From: "Xueming(Steven) Li" <xuemingl@nvidia.com>
To: "Min Hu (Connor)" <humin29@huawei.com>,
"stable@dpdk.org" <stable@dpdk.org>
Cc: "ferruh.yigit@intel.com" <ferruh.yigit@intel.com>
Subject: Re: [dpdk-stable] [PATCH 20.11] net/hns3: fix setting default MAC address in bonding of VF
Date: Mon, 17 May 2021 06:58:49 +0000 [thread overview]
Message-ID: <BY5PR12MB43244C2FA678E3BAD47BC024A12D9@BY5PR12MB4324.namprd12.prod.outlook.com> (raw)
In-Reply-To: <1621069664-39500-1-git-send-email-humin29@huawei.com>
Hi Min,
> -----Original Message-----
> From: Min Hu (Connor) <humin29@huawei.com>
> Sent: Saturday, May 15, 2021 5:08 PM
> To: stable@dpdk.org
> Cc: ferruh.yigit@intel.com; Xueming(Steven) Li <xuemingl@nvidia.com>
> Subject: [PATCH 20.11] net/hns3: fix setting default MAC address in bonding of VF
>
> From: Chengwen Feng <fengchengwen@huawei.com>
>
> [ upstream commit 76a3836b98c4af6b9aaeaaa50907fe6143d31c55 ]
>
> When start testpmd with two hns3 VFs(0000:bd:01.0, 0000:bd:01.7), and then execute the following commands:
> testpmd> create bonded device 1 0
> testpmd> set bonding mac_addr 2 3c:12:34:56:78:9a
> testpmd> add bonding slave 0 2
> testpmd> add bonding slave 1 2
> testpmd> set portmask 0x4
> testpmd> port start 2
>
> It will occurs the following error in a low probability:
> 0000:bd:01.0 hns3_get_mbx_resp(): VF could not get mbx(3,0)
> head(16) tail(15) lost(1) from PF in_irq:0
> 0000:bd:01.0 hns3vf_set_default_mac_addr(): Failed to set mac
> addr(3C:**:**:**:78:9A) for vf: -62
> mac_address_slaves_update(1541) - Failed to update port Id 0
> MAC address
>
> The problem replay:
> 1. The 'port start 2' command will start slave ports and then set slave
> mac address, the function call flow: bond_ethdev_start ->
> mac_address_slaves_update.
> 2. There are also a monitor task which running in intr thread will check
> slave ports link status and update slave ports mac address, the
> function call flow: bond_ethdev_slave_link_status_change_monitor ->
> bond_ethdev_lsc_event_callback -> mac_address_slaves_update.

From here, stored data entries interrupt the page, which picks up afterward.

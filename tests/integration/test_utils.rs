//! Test utilities for integration tests.
//!
//! Builds synthetic containers that mimic real instrument output: raw
//! row-oriented payloads for each acquisition followed by one trailing
//! metadata document, optionally in the legacy NUL-interleaved encoding.

use std::fs;
use std::path::{Path, PathBuf};

/// Junk bytes before the first payload, standing in for instrument
/// preamble data.
const PREAMBLE_BYTES: usize = 64;

/// One synthetic acquisition: a rectangle of constant-filled channels at a
/// stage position.
#[derive(Debug, Clone)]
pub struct AcqSpec {
    pub id: i64,
    pub description: String,
    /// Stage position of the boundary's minimum corner, in microns
    pub origin_um: (f64, f64),
    pub width: usize,
    pub height: usize,
    pub pixel_size: f64,
    pub timestamp: String,
    /// Constant fill per channel (two measurement channels)
    pub channel_fill: [f32; 2],
    /// Bytes cut off the end of the written payload while the declared
    /// range keeps the full length. Only meaningful on the last
    /// acquisition, because truncation shifts every later payload.
    pub truncate_bytes: usize,
}

impl AcqSpec {
    pub fn new(id: i64, origin_um: (f64, f64), width: usize, height: usize) -> Self {
        AcqSpec {
            id,
            description: format!("ROI_{id}"),
            origin_um,
            width,
            height,
            pixel_size: 1.0,
            timestamp: format!("2024-01-01T10:{:02}:00+00:00", id % 60),
            channel_fill: [id as f32, id as f32 * 10.0],
            truncate_bytes: 0,
        }
    }

    fn payload_len(&self) -> usize {
        // rows of (x, y, z, ch0, ch1) as f32
        self.width * self.height * 5 * 4
    }

    fn payload(&self) -> Vec<u8> {
        let mut bytes = Vec::with_capacity(self.payload_len());
        for y in 0..self.height {
            for x in 0..self.width {
                for value in [
                    x as f32,
                    y as f32,
                    0.0,
                    self.channel_fill[0],
                    self.channel_fill[1],
                ] {
                    bytes.extend_from_slice(&value.to_le_bytes());
                }
            }
        }
        bytes.truncate(bytes.len() - self.truncate_bytes);
        bytes
    }
}

/// Assemble the container bytes: preamble, payloads, then the metadata
/// document.
pub fn build_container(specs: &[AcqSpec], nul_interleaved: bool) -> Vec<u8> {
    let mut data = vec![0u8; PREAMBLE_BYTES];

    let mut ranges = Vec::new();
    for spec in specs {
        let start = data.len();
        let declared_len = spec.payload_len();
        data.extend_from_slice(&spec.payload());
        ranges.push((start as u64, (start + declared_len) as u64));
    }

    let document = build_document(specs, &ranges);
    if nul_interleaved {
        for &b in document.as_bytes() {
            data.push(b);
            data.push(0);
        }
    } else {
        data.extend_from_slice(document.as_bytes());
    }

    data
}

/// Write a synthetic container to `dir/name` and return its path.
pub fn write_container(dir: &Path, name: &str, specs: &[AcqSpec]) -> PathBuf {
    let path = dir.join(name);
    fs::write(&path, build_container(specs, false)).unwrap();
    path
}

fn build_document(specs: &[AcqSpec], ranges: &[(u64, u64)]) -> String {
    let mut xml = String::from("<MCDSchema xmlns=\"http://www.fluidigm.com/IMC/MCDSchema.xsd\">\n");
    xml.push_str("  <Slide><ID>0</ID><Description>synthetic slide</Description><SwVersion>7.0</SwVersion></Slide>\n");
    xml.push_str("  <Panorama><ID>1</ID><SlideID>0</SlideID></Panorama>\n");

    let mut next_id = 1000;
    for (index, spec) in specs.iter().enumerate() {
        let roi_id = 100 + index as i64;
        let (start, end) = ranges[index];
        let (x0, y0) = spec.origin_um;
        let x1 = x0 + spec.width as f64 * spec.pixel_size;
        let y1 = y0 + spec.height as f64 * spec.pixel_size;

        xml.push_str(&format!(
            "  <AcquisitionROI><ID>{roi_id}</ID><PanoramaID>1</PanoramaID></AcquisitionROI>\n"
        ));
        xml.push_str(&format!(
            "  <Acquisition><ID>{}</ID><AcquisitionROIID>{roi_id}</AcquisitionROIID>\
<Description>{}</Description><OrderNumber>{}</OrderNumber>\
<DataStartOffset>{start}</DataStartOffset><DataEndOffset>{end}</DataEndOffset>\
<ValueBytes>4</ValueBytes><MaxX>{}</MaxX><MaxY>{}</MaxY>\
<AblationDistanceBetweenShotsX>{}</AblationDistanceBetweenShotsX>\
<AblationDistanceBetweenShotsY>{}</AblationDistanceBetweenShotsY>\
<StartTimeStamp>{}</StartTimeStamp></Acquisition>\n",
            spec.id,
            spec.description,
            index + 1,
            spec.width,
            spec.height,
            spec.pixel_size,
            spec.pixel_size,
            spec.timestamp,
        ));

        let corners = [(x0, y0), (x1, y0), (x1, y1), (x0, y1)];
        for (order, (px, py)) in corners.iter().enumerate() {
            xml.push_str(&format!(
                "  <ROIPoint><ID>{next_id}</ID><AcquisitionROIID>{roi_id}</AcquisitionROIID>\
<OrderNumber>{}</OrderNumber><SlideXPosUm>{px}</SlideXPosUm><SlideYPosUm>{py}</SlideYPosUm></ROIPoint>\n",
                order + 1,
            ));
            next_id += 1;
        }

        let channels = [
            ("X", "X"),
            ("Y", "Y"),
            ("Z", "Z"),
            ("Ir191", "DNA1"),
            ("Ir193", "DNA2"),
        ];
        for (order, (name, label)) in channels.iter().enumerate() {
            xml.push_str(&format!(
                "  <AcquisitionChannel><ID>{next_id}</ID><AcquisitionID>{}</AcquisitionID>\
<OrderNumber>{order}</OrderNumber><ChannelName>{name}</ChannelName>\
<ChannelLabel>{label}</ChannelLabel></AcquisitionChannel>\n",
                spec.id,
            ));
            next_id += 1;
        }
    }

    xml.push_str("</MCDSchema>");
    xml
}

/// Recursively collect (relative path, content) pairs under a directory.
pub fn dir_contents(root: &Path) -> Vec<(PathBuf, Vec<u8>)> {
    let mut entries = Vec::new();
    collect_files(root, root, &mut entries);
    entries.sort();
    entries
}

fn collect_files(root: &Path, dir: &Path, out: &mut Vec<(PathBuf, Vec<u8>)>) {
    for entry in fs::read_dir(dir).unwrap() {
        let path = entry.unwrap().path();
        if path.is_dir() {
            collect_files(root, &path, out);
        } else {
            let relative = path.strip_prefix(root).unwrap().to_path_buf();
            out.push((relative, fs::read(&path).unwrap()));
        }
    }
}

> 3. Because the above step1&2 running on different threads, they may both
> call drivers ops mac_addr_set which is hns3vf_set_default_mac_addr.
> 4. hns3vf_set_default_mac_addr will first acquire hw.lock and then send
> mailbox to PF and wait PF's response message. Note: the PF's
> response is an independent message which will received in hw.cmq.crq,
> the receiving operation can only performed in intr thread.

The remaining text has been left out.